Module: libav
Branch: master
Commit: b77fffa127663028169c5ed543956af4b9496c29

Author:    Anton Khirnov <[email protected]>
Committer: Anton Khirnov <[email protected]>
Date:      Wed Apr 13 13:52:36 2016 +0200

h264: make slice threading work with deblocking_filter=1

In such a case, decode the MBs in parallel without the loop filter, then
execute the filter serially.

The ref2frm array was previously moved to H264SliceContext.

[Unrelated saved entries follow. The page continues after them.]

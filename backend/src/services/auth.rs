//! Account registration and credential login
//!
//! Password hashing and verification run on the blocking thread pool.

use crate::auth::{JwtService, PasswordService};
use crate::error::ApiError;
use crate::repositories::{NewUser, UserRepository};
use tracing::{debug, info};
use validator::Validate;
use yoga_studio_shared::types::{JwtResponse, LoginRequest, MessageResponse, SignupRequest};
use yoga_studio_shared::validation::describe_errors;
use yoga_studio_shared::Principal;

pub const BAD_CREDENTIALS: &str = "Bad credentials";
pub const EMAIL_TAKEN: &str = "Error: Email is already taken!";
pub const REGISTERED: &str = "User registered successfully!";

/// Authentication service
pub struct AuthService;

impl AuthService {
    /// Register a new non-admin account
    pub async fn register(
        users: &dyn UserRepository,
        request: SignupRequest,
    ) -> Result<MessageResponse, ApiError> {
        request
            .validate()
            .map_err(|e| ApiError::Validation(describe_errors(&e)))?;

        if users
            .exists_by_email(&request.email)
            .await
            .map_err(ApiError::Internal)?
        {
            return Err(ApiError::BadRequest(EMAIL_TAKEN.to_string()));
        }

        let password_hash = PasswordService::hash_async(request.password)
            .await
            .map_err(ApiError::Internal)?;

        let user = users
            .create(NewUser {
                email: request.email,
                first_name: request.first_name,
                last_name: request.last_name,
                password_hash,
                admin: false,
            })
            .await
            .map_err(ApiError::Internal)?;

        info!(user_id = user.id, "User registered");
        Ok(MessageResponse::new(REGISTERED))
    }

    /// Check credentials and issue a bearer token
    ///
    /// Unknown email and wrong password both fail with the same
    /// `Unauthenticated` error, reported against `request_path`.
    pub async fn login(
        users: &dyn UserRepository,
        jwt: &JwtService,
        request: LoginRequest,
        request_path: &str,
    ) -> Result<JwtResponse, ApiError> {
        let bad_credentials = || ApiError::unauthenticated(BAD_CREDENTIALS, request_path);

        if request.validate().is_err() {
            return Err(bad_credentials());
        }

        let Some(user) = users
            .find_by_email(&request.email)
            .await
            .map_err(ApiError::Internal)?
        else {
            debug!("Login attempt for unknown email");
            return Err(bad_credentials());
        };

        let valid = PasswordService::verify_async(request.password, user.password_hash.clone())
            .await
            .map_err(ApiError::Internal)?;
        if !valid {
            debug!(user_id = user.id, "Login attempt with wrong password");
            return Err(bad_credentials());
        }

        let principal: Principal = user.principal();
        let token = jwt.issue(&principal).map_err(ApiError::Internal)?;

        info!(user_id = user.id, "User logged in");
        Ok(JwtResponse {
            token,
            token_type: "Bearer".to_string(),
            id: user.id,
            username: user.email,
            first_name: user.first_name,
            last_name: user.last_name,
            admin: user.admin,
        })
    }
}

#[cfg(test)]
mod tests {
    use super::*;
    use crate::repositories::MemoryStore;
    use yoga_studio_shared::Role;

    fn signup(email: &str) -> SignupRequest {
        SignupRequest {
            email: email.to_string(),
            first_name: "toto".to_string(),
            last_name: "toto".to_string(),
            password: "test!1234".to_string(),
        }
    }

    fn login(email: &str, password: &str) -> LoginRequest {
        LoginRequest {
            email: email.to_string(),
            password: password.to_string(),
        }
    }

    #[tokio::test]
    async fn test_register_then_login() {
        let store = MemoryStore::new();
        let jwt = JwtService::new("test-secret", 3600);

        let message = AuthService::register(&store, signup("toto@mail.com"))
            .await
            .unwrap();
        assert_eq!(message.message, REGISTERED);

        let response = AuthService::login(
            &store,
            &jwt,
            login("toto@mail.com", "test!1234"),
            "/api/auth/login",
        )
        .await
        .unwrap();

        assert_eq!(response.token_type, "Bearer");
        assert_eq!(response.username, "toto@mail.com");
        assert!(!response.admin);

        let principal = jwt.verify(&response.token).unwrap();
        assert_eq!(principal.id, response.id);
        assert_eq!(principal.role, Role::User);
    }

    #[tokio::test]
    async fn test_login_token_resolves_to_username() {
        let store = MemoryStore::new();
        let jwt = JwtService::new("test-secret", 3600);
        AuthService::register(&store, signup("email@test.com"))
            .await
            .unwrap();

        let response = AuthService::login(
            &store,
            &jwt,
            login("email@test.com", "test!1234"),
            "/api/auth/login",
        )
        .await
        .unwrap();
        assert_eq!(jwt.verify(&response.token).unwrap().username, "email@test.com");

        let wrong = AuthService::login(
            &store,
            &jwt,
            login("email@test.com", "not-the-password"),
            "/api/auth/login",
        )
        .await;
        assert!(matches!(wrong, Err(ApiError::Unauthenticated { .. })));
    }

    #[tokio::test]
    async fn test_register_duplicate_email() {
        let store = MemoryStore::new();
        AuthService::register(&store, signup("email@test.com"))
            .await
            .unwrap();

        let result = AuthService::register(&store, signup("email@test.com")).await;
        match result {
            Err(ApiError::BadRequest(msg)) => assert_eq!(msg, EMAIL_TAKEN),
            other => panic!("expected BadRequest, got {:?}", other),
        }
    }

    #[tokio::test]
    async fn test_register_rejects_invalid_request() {
        let store = MemoryStore::new();
        let mut request = signup("not-an-email");
        request.password = "abc".to_string();

        let result = AuthService::register(&store, request).await;
        assert!(matches!(result, Err(ApiError::Validation(_))));
        assert!(!store.exists_by_email("not-an-email").await.unwrap());
    }

    #[tokio::test]
    async fn test_login_failures_are_indistinguishable() {
        let store = MemoryStore::new();
        let jwt = JwtService::new("test-secret", 3600);
        AuthService::register(&store, signup("toto@mail.com"))
            .await
            .unwrap();

        let path = "/api/auth/login";
        let unknown = AuthService::login(&store, &jwt, login("nobody@mail.com", "test!1234"), path)
            .await
            .unwrap_err();
        let wrong = AuthService::login(&store, &jwt, login("toto@mail.com", "wrong-password"), path)
            .await
            .unwrap_err();

        assert_eq!(unknown.to_string(), wrong.to_string());
        assert!(matches!(
            wrong,
            ApiError::Unauthenticated { ref message, ref path }
                if message == BAD_CREDENTIALS && path == "/api/auth/login"
        ));
    }

    #[tokio::test]
    async fn test_seeded_admin_can_log_in() {
        let store = MemoryStore::new();
        let hash = PasswordService::hash("test!12345").unwrap();
        store.seed(hash).await.unwrap();
        let jwt = JwtService::new("test-secret", 3600);

        let response = AuthService::login(
            &store,
            &jwt,
            login("yoga@studio.com", "test!12345"),
            "/api/auth/login",
        )
        .await
        .unwrap();

        assert!(response.admin);
        assert_eq!(jwt.verify(&response.token).unwrap().role, Role::Admin);
    }
}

That was
incorrect, since it applies to all the slices and should properly be in
H264Context (it did not actually break decoding, since this distinction
only becomes relevant with slice threading and deblocking_filter=1,
which was not implemented before this commit). The ref2frm array is thus
moved back to H264Context.

---

 libavcodec/h264.c       |    5 ----
 libavcodec/h264.h       |   13 +++++-----
 libavcodec/h264_slice.c |   62 ++++++++++++++++++++++++++++++++---------------
 3 files changed, 48 insertions(+), 32 deletions(-)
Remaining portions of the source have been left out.